▶ [WORK TO BE COMPLETED] List each line of the data that holds the string "code".

▶ [RECORDS FOR THIS EXERCISE]
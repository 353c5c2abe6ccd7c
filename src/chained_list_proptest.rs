#![cfg(test)]

// Property tests for ChainedList kept inside the crate so they can use the
// internal link checker after every step.

use crate::chained_list::ChainedList;
use proptest::prelude::*;
use std::collections::VecDeque;

#[derive(Clone, Debug)]
enum Op {
    PushFront(u8),
    PushBack(u8),
    PopFront,
    PopBack,
    Erase(u8),
    Count(u8),
    Find(u8),
    Peek,
    SwapThrough,
    CloneReplace,
    Clear,
}

// Values are drawn from a small range so erase/count/find hit duplicates.
fn arb_op() -> impl Strategy<Value = Op> {
    let v = 0u8..6;
    prop_oneof![
        4 => v.clone().prop_map(Op::PushFront),
        4 => v.clone().prop_map(Op::PushBack),
        2 => Just(Op::PopFront),
        2 => Just(Op::PopBack),
        2 => v.clone().prop_map(Op::Erase),
        1 => v.clone().prop_map(Op::Count),
        1 => v.prop_map(Op::Find),
        1 => Just(Op::Peek),
        1 => Just(Op::SwapThrough),
        1 => Just(Op::CloneReplace),
        1 => Just(Op::Clear),
    ]
}

// Property: state-machine equivalence against VecDeque.
// After every operation:
// - the link predicate holds (endpoints, back links, no cycles, len parity);
// - forward iteration equals the model, reverse iteration equals it reversed;
// - pop/peek on an empty list underflow exactly when the model is empty.
proptest! {
    #![proptest_config(ProptestConfig { cases: 128, .. ProptestConfig::default() })]
    #[test]
    fn prop_list_matches_vecdeque(ops in proptest::collection::vec(arb_op(), 1..80)) {
        let mut sut: ChainedList<u8> = ChainedList::new();
        let mut model: VecDeque<u8> = VecDeque::new();

        for op in ops {
            match op {
                Op::PushFront(v) => {
                    sut.push_front(v);
                    model.push_front(v);
                }
                Op::PushBack(v) => {
                    sut.push_back(v);
                    model.push_back(v);
                }
                Op::PopFront => {
                    prop_assert_eq!(sut.pop_front().ok(), model.pop_front());
                }
                Op::PopBack => {
                    prop_assert_eq!(sut.pop_back().ok(), model.pop_back());
                }
                Op::Erase(v) => {
                    let expected = sut.count(&v);
                    prop_assert_eq!(sut.erase(&v), expected);
                    prop_assert_eq!(sut.count(&v), 0);
                    model.retain(|x| *x != v);
                }
                Op::Count(v) => {
                    prop_assert_eq!(sut.count(&v), model.iter().filter(|x| **x == v).count());
                }
                Op::Find(v) => {
                    let hit = sut.find(&v);
                    let pos = model.iter().position(|x| *x == v);
                    prop_assert_eq!(hit.is_some(), pos.is_some());
                    if let (Some(node), Some(pos)) = (hit, pos) {
                        prop_assert_eq!(*node.value(), v);
                        // Walking back from the hit must reach the head in `pos` steps.
                        let mut steps = 0;
                        let mut cur = node.previous();
                        while let Some(n) = cur {
                            steps += 1;
                            cur = n.previous();
                        }
                        prop_assert_eq!(steps, pos);
                    }
                }
                Op::Peek => {
                    prop_assert_eq!(sut.front().ok(), model.front());
                    prop_assert_eq!(sut.back().ok(), model.back());
                }
                Op::SwapThrough => {
                    let mut other = ChainedList::new();
                    sut.swap(&mut other);
                    prop_assert!(sut.is_empty());
                    sut.swap(&mut other);
                    prop_assert!(other.is_empty());
                }
                Op::CloneReplace => {
                    let copy = sut.clone();
                    prop_assert!(copy.check_links().is_ok());
                    sut = copy;
                }
                Op::Clear => {
                    sut.clear();
                    model.clear();
                }
            }

            if let Err(broken) = sut.check_links() {
                prop_assert!(false, "link invariant broken: {}", broken);
            }
            prop_assert_eq!(sut.len(), model.len());
            prop_assert_eq!(sut.is_empty(), model.is_empty());
            let fwd: Vec<u8> = sut.iter().copied().collect();
            let mut back: Vec<u8> = sut.iter().rev().copied().collect();
            back.reverse();
            prop_assert_eq!(&fwd, &back);
            prop_assert_eq!(fwd, model.iter().copied().collect::<Vec<_>>());
        }
    }
}

// Property: FIFO via pop_front and LIFO via pop_back for values pushed with
// push_back; both end in underflow.
proptest! {
    #[test]
    fn prop_round_trip_order(values in proptest::collection::vec(any::<i32>(), 0..50)) {
        let mut fifo: ChainedList<i32> = values.iter().copied().collect();
        let mut lifo = fifo.clone();

        let mut out = Vec::new();
        while let Ok(v) = fifo.pop_front() {
            out.push(v);
        }
        prop_assert_eq!(&out, &values);
        prop_assert!(fifo.pop_front().is_err());

        let mut out = Vec::new();
        while let Ok(v) = lifo.pop_back() {
            out.push(v);
        }
        out.reverse();
        prop_assert_eq!(&out, &values);
        prop_assert!(lifo.pop_back().is_err());
    }
}
//! Debug-only reentrancy guard for list scans.
//!
//! `ChainedList` calls user code (`T: PartialEq`) while walking its chain.
//! If that code finds a way back into the same list, the chain may be
//! observed mid-update. In debug builds a second `enter` while a guard is
//! live panics; in release builds the tracker is zero-sized and `enter`
//! does nothing.

use core::cell::Cell;
use core::marker::PhantomData;

/// Per-list busy flag. Guard a section with `let _g = self.reentrancy.enter();`.
#[derive(Debug)]
pub struct DebugReentrancy {
    #[cfg(debug_assertions)]
    busy: Cell<bool>,
    // Lists are single-threaded; keep the tracker !Send + !Sync.
    _single_threaded: PhantomData<*mut ()>,
}

impl DebugReentrancy {
    pub const fn new() -> Self {
        Self {
            #[cfg(debug_assertions)]
            busy: Cell::new(false),
            _single_threaded: PhantomData,
        }
    }

    /// Mark the owner busy until the returned guard drops.
    ///
    /// Panics in debug builds if the owner is already busy.
    #[inline]
    pub fn enter(&self) -> ScanGuard<'_> {
        #[cfg(debug_assertions)]
        {
            assert!(
                !self.busy.replace(true),
                "reentrancy detected: list re-entered during a scan"
            );
            return ScanGuard { owner: self };
        }

        #[cfg(not(debug_assertions))]
        {
            return ScanGuard { _owner: PhantomData };
        }
    }
}

impl Default for DebugReentrancy {
    fn default() -> Self {
        Self::new()
    }
}

/// RAII guard returned by [`DebugReentrancy::enter`].
pub struct ScanGuard<'a> {
    #[cfg(debug_assertions)]
    owner: &'a DebugReentrancy,
    #[cfg(not(debug_assertions))]
    _owner: PhantomData<&'a ()>,
}

impl Drop for ScanGuard<'_> {
    fn drop(&mut self) {
        #[cfg(debug_assertions)]
        {
            let was_busy = self.owner.busy.replace(false);
            debug_assert!(was_busy);
        }
    }
}

#[cfg(test)]
mod tests {
    use super::DebugReentrancy;

    #[test]
    fn sequential_sections_are_ok() {
        let r = DebugReentrancy::new();
        {
            let _g = r.enter();
        }
        let _g = r.enter();
    }

    #[cfg(debug_assertions)]
    #[test]
    fn nested_enter_panics_in_debug() {
        let r = DebugReentrancy::new();
        let res = std::panic::catch_unwind(std::panic::AssertUnwindSafe(|| {
            let _outer = r.enter();
            let _inner = r.enter();
        }));
        assert!(res.is_err(), "expected nested enter to panic in debug builds");
    }

    #[cfg(not(debug_assertions))]
    #[test]
    fn nested_enter_is_noop_in_release() {
        let r = DebugReentrancy::new();
        let _outer = r.enter();
        let _inner = r.enter();
    }
}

▶ [TASK OUTPUT]
//! `ChainedList` calls user code (`T: PartialEq`) while walking its chain.
//! If that code finds a way back into the same list, the chain may be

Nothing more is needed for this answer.